## AVAILABLE RECORDS

◇ ◇ ◇ ◇ ◇ ◇ ◇

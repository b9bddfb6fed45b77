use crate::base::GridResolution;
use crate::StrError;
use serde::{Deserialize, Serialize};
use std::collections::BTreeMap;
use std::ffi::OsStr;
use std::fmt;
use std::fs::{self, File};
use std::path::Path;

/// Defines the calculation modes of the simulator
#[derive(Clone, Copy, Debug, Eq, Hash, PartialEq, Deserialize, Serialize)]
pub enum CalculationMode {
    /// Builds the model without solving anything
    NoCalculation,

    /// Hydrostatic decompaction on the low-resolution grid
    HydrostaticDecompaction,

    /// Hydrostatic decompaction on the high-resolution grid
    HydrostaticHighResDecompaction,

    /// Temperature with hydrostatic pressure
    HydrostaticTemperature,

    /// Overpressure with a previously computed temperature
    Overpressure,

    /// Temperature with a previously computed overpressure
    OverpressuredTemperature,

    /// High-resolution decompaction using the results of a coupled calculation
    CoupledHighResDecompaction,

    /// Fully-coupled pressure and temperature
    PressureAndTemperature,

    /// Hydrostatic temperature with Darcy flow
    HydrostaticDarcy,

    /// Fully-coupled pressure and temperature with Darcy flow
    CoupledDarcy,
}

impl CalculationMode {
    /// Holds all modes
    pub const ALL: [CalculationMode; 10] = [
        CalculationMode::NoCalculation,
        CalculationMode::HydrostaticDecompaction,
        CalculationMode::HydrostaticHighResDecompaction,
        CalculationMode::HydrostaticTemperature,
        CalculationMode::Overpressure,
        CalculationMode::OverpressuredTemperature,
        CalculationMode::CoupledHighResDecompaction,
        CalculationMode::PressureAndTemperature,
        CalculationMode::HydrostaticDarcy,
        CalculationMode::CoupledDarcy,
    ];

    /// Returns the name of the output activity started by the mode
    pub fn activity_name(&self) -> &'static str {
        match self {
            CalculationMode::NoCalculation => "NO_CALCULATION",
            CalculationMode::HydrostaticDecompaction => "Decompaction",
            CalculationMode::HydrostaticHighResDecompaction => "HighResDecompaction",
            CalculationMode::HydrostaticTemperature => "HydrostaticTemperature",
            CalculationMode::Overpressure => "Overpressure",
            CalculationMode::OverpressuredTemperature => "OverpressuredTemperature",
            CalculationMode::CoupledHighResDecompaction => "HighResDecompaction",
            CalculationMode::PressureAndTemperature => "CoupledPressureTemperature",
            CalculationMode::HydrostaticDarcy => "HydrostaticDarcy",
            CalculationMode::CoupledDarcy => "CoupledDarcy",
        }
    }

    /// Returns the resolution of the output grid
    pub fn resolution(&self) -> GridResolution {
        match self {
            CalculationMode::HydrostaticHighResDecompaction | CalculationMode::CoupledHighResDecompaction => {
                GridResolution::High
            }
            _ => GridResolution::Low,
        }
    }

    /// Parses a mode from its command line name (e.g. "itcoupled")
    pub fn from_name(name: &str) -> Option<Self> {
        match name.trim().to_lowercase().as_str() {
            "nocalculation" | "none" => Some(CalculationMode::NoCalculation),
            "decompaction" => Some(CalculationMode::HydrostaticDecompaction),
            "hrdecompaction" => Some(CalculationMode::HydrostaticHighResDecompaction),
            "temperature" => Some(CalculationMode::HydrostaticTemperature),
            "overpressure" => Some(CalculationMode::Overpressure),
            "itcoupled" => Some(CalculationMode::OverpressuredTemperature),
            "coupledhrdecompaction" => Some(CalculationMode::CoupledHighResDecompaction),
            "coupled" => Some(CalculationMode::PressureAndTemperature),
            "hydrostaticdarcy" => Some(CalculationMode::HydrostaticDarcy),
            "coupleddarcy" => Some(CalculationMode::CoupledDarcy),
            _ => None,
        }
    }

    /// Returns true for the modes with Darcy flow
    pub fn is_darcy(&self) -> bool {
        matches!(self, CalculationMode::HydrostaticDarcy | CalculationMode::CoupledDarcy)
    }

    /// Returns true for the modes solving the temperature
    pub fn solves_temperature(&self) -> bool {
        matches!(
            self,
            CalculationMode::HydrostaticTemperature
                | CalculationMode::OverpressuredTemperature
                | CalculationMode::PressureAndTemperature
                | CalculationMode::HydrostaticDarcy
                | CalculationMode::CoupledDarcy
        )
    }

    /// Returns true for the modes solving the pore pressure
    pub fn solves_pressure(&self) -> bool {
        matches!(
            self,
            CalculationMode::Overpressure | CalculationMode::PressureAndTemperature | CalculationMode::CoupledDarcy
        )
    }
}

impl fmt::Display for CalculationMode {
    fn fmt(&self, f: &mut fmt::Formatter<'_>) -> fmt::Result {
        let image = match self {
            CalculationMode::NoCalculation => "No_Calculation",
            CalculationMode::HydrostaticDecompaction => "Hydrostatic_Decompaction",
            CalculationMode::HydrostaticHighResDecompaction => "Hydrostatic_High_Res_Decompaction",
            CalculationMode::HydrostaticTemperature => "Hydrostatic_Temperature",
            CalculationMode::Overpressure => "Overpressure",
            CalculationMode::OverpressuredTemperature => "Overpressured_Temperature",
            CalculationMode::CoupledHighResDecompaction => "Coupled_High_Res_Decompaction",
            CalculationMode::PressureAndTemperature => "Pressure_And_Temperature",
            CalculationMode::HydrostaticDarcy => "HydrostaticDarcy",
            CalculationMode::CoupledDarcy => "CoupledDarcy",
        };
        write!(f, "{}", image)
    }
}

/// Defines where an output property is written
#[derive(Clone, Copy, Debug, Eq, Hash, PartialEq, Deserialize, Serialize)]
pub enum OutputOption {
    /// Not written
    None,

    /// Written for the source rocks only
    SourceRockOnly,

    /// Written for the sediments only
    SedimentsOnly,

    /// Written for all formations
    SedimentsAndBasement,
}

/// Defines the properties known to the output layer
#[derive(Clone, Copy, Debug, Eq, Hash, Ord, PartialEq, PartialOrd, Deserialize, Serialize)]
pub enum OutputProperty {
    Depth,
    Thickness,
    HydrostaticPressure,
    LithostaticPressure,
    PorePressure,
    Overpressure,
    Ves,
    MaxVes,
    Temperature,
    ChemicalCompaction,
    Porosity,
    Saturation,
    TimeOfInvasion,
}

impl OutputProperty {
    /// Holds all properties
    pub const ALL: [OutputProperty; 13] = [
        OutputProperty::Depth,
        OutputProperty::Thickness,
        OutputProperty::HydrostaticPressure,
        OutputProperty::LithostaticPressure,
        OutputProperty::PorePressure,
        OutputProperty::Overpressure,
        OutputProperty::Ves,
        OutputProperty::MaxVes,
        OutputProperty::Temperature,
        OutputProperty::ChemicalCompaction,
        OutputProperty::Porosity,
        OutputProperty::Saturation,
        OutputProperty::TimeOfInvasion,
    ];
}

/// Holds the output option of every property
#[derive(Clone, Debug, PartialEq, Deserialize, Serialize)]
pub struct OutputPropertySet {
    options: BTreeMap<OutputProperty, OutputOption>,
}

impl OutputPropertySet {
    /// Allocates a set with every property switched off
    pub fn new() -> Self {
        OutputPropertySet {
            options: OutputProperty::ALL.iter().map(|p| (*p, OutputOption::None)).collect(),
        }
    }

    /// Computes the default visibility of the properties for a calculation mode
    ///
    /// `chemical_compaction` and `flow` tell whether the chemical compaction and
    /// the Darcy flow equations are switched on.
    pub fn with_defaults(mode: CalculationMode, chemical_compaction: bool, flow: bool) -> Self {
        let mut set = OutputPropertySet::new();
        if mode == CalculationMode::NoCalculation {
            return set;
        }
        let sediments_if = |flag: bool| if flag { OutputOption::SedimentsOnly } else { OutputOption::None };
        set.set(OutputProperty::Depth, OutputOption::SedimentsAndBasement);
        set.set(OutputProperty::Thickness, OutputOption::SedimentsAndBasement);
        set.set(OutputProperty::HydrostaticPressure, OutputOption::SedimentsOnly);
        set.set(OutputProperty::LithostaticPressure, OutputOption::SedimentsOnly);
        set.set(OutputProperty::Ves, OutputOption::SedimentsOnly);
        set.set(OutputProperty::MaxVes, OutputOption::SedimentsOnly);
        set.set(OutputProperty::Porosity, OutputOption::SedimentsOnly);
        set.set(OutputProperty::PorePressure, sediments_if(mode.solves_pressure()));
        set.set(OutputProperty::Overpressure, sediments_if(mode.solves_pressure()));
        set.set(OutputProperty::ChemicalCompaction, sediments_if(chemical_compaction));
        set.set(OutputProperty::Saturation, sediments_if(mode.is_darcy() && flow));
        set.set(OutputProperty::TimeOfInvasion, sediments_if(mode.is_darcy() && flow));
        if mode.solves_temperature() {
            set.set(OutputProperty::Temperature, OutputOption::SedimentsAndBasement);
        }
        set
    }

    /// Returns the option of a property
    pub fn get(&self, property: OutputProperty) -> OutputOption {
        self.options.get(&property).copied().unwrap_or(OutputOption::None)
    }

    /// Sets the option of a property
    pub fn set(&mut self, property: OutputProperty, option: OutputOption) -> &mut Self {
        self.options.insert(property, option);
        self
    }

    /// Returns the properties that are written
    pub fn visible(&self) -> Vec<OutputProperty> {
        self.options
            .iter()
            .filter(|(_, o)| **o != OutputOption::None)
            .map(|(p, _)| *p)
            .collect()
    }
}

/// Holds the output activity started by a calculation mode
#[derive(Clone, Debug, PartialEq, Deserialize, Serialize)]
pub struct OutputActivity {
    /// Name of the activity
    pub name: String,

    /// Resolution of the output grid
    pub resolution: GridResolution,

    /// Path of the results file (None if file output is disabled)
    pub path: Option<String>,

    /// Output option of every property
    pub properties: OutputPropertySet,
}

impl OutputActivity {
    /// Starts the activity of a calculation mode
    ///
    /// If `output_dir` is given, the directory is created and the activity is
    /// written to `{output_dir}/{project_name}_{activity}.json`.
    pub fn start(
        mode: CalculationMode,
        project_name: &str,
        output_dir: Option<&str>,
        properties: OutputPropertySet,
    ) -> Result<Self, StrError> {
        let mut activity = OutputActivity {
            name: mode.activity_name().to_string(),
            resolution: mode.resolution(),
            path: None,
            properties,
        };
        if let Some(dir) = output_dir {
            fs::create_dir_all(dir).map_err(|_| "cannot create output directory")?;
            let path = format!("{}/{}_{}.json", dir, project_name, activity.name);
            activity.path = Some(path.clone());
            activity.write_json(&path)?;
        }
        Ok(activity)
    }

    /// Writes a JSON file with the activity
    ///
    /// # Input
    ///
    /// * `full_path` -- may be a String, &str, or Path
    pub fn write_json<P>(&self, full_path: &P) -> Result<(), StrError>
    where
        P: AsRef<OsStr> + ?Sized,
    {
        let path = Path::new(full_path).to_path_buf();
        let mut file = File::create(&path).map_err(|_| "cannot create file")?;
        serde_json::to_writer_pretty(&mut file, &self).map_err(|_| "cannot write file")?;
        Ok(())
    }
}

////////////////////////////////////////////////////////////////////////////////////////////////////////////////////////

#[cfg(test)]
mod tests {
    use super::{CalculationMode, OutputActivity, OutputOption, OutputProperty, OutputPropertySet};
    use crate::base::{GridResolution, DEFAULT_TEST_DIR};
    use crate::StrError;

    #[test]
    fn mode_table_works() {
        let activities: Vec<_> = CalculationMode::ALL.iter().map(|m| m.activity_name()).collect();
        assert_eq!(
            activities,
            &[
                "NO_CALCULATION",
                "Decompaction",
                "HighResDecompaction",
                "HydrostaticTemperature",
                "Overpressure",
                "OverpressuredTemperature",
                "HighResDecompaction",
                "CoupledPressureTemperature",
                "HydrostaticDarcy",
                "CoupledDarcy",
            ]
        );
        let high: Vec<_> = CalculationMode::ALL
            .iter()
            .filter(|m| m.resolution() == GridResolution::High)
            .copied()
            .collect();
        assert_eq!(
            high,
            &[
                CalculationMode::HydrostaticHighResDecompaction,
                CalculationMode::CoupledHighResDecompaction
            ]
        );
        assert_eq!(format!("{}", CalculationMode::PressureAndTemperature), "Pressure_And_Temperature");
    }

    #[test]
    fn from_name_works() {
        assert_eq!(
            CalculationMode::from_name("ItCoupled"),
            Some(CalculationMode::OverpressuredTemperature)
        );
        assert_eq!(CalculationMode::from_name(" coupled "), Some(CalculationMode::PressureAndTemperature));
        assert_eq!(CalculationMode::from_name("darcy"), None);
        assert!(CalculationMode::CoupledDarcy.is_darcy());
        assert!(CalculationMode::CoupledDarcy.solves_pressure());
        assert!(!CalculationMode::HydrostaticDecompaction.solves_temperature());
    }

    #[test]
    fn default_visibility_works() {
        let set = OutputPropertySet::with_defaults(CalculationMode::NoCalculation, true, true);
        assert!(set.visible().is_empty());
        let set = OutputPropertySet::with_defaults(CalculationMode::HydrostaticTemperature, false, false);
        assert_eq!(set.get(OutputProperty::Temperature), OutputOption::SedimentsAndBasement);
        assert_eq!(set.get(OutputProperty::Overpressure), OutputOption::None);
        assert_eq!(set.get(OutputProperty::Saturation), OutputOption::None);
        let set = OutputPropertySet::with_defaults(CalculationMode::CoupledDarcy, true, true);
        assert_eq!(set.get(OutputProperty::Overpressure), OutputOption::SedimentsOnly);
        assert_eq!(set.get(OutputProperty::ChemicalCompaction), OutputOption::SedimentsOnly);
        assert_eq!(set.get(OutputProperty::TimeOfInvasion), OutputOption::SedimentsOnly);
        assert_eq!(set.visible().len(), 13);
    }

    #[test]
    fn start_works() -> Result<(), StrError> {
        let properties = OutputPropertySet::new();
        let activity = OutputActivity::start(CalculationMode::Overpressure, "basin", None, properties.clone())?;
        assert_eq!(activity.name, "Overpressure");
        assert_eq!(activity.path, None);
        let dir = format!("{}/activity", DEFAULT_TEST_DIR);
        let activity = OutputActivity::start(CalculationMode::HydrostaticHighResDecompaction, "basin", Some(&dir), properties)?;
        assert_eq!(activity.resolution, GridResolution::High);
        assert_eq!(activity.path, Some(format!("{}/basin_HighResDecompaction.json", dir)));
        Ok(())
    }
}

◇ ◇ ◇ ◇ ◇ ◇ ◇

Each line above from the one with "pub struct OutputPropertySet" up to and including the one with "are switched on." must be set down exactly, and no line outside that span may appear.

pub struct OutputPropertySet {
    options: BTreeMap<OutputProperty, OutputOption>,
}

impl OutputPropertySet {
    /// Allocates a set with every property switched off
    pub fn new() -> Self {
        OutputPropertySet {
            options: OutputProperty::ALL.iter().map(|p| (*p, OutputOption::None)).collect(),
        }
    }

    /// Computes the default visibility of the properties for a calculation mode
    ///
    /// `chemical_compaction` and `flow` tell whether the chemical compaction and
    /// the Darcy flow equations are switched on.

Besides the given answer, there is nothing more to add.